Provided material section start

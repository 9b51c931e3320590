//! The `metadata1`/`metadata2` record pair.
//!
//! The store's term, vote and log start index live in a fixed-size record written alternately
//! to two files, so that a torn write can never destroy the previous record. The loader picks
//! the valid record with the highest version.

use std::fs;
use std::io::Write;
use std::path::Path;

use bytes::Buf;
use bytes::BufMut;

use crate::error::StoreError;

/// On-disk format identifier of the metadata record.
const META_FORMAT: u64 = 1;
/// Serialized size: five u64 words plus a crc32.
const META_SIZE: usize = 8 * 5 + 4;

/// The contents of a metadata record.
#[derive(Clone, Copy, Debug, Default, PartialEq, Eq)]
pub(crate) struct MetaRecord {
    /// Monotonic record version; its parity selects which file the record is written to.
    pub version: u64,
    /// The current term.
    pub term: u64,
    /// The server voted for in the current term; 0 when none.
    pub voted_for: u64,
    /// The index of the first entry present in the log (entries below it are compacted).
    pub start_index: u64,
}

impl MetaRecord {
    fn filename(&self) -> &'static str {
        if self.version % 2 == 1 {
            "metadata1"
        } else {
            "metadata2"
        }
    }

    fn encode(&self) -> Vec<u8> {
        let mut buf = Vec::with_capacity(META_SIZE);
        buf.put_u64_le(META_FORMAT);
        buf.put_u64_le(self.version);
        buf.put_u64_le(self.term);
        buf.put_u64_le(self.voted_for);
        buf.put_u64_le(self.start_index);
        let crc = crc32fast::hash(&buf);
        buf.put_u32_le(crc);
        buf
    }

    fn decode(mut buf: &[u8]) -> Result<MetaRecord, StoreError> {
        if buf.len() != META_SIZE {
            return Err(StoreError::Malformed(format!("metadata record has size {}", buf.len())));
        }
        let crc_expected = crc32fast::hash(&buf[..META_SIZE - 4]);
        let format = buf.get_u64_le();
        if format != META_FORMAT {
            return Err(StoreError::Malformed(format!("unsupported metadata format {}", format)));
        }
        let record = MetaRecord {
            version: buf.get_u64_le(),
            term: buf.get_u64_le(),
            voted_for: buf.get_u64_le(),
            start_index: buf.get_u64_le(),
        };
        let crc_stored = buf.get_u32_le();
        if crc_stored != crc_expected {
            return Err(StoreError::Corrupt("metadata record checksum mismatch".into()));
        }
        Ok(record)
    }
}

/// Durably write the given record to the file selected by its version parity.
pub(crate) fn store(dir: &Path, record: &MetaRecord) -> Result<(), StoreError> {
    let path = dir.join(record.filename());
    let mut file = fs::OpenOptions::new().create(true).write(true).truncate(true).open(&path)?;
    file.write_all(&record.encode())?;
    file.sync_all()?;
    Ok(())
}

/// Load the most recent valid metadata record, if any.
///
/// A record which fails its integrity check is treated as the leftover of a torn write and
/// ignored in favor of its sibling; only when no valid record remains while metadata files do
/// exist is the store considered corrupt.
pub(crate) fn load(dir: &Path) -> Result<Option<MetaRecord>, StoreError> {
    let mut best: Option<MetaRecord> = None;
    let mut saw_file = false;
    let mut saw_invalid = false;

    for name in &["metadata1", "metadata2"] {
        let path = dir.join(name);
        let data = match fs::read(&path) {
            Ok(data) => data,
            Err(err) if err.kind() == std::io::ErrorKind::NotFound => continue,
            Err(err) => return Err(err.into()),
        };
        saw_file = true;
        match MetaRecord::decode(&data) {
            Ok(record) => {
                if best.map(|b| record.version > b.version).unwrap_or(true) {
                    best = Some(record);
                }
            }
            Err(err) => {
                tracing::warn!(file=%name, error=%err, "ignoring invalid metadata record");
                saw_invalid = true;
            }
        }
    }

    if best.is_none() && saw_file && saw_invalid {
        return Err(StoreError::Corrupt("no valid metadata record found".into()));
    }
    Ok(best)
}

Provided material section end

### What you are asked to do
Scan the data above and state how many of its lines contain the string "return", with no other content.

### Task response
5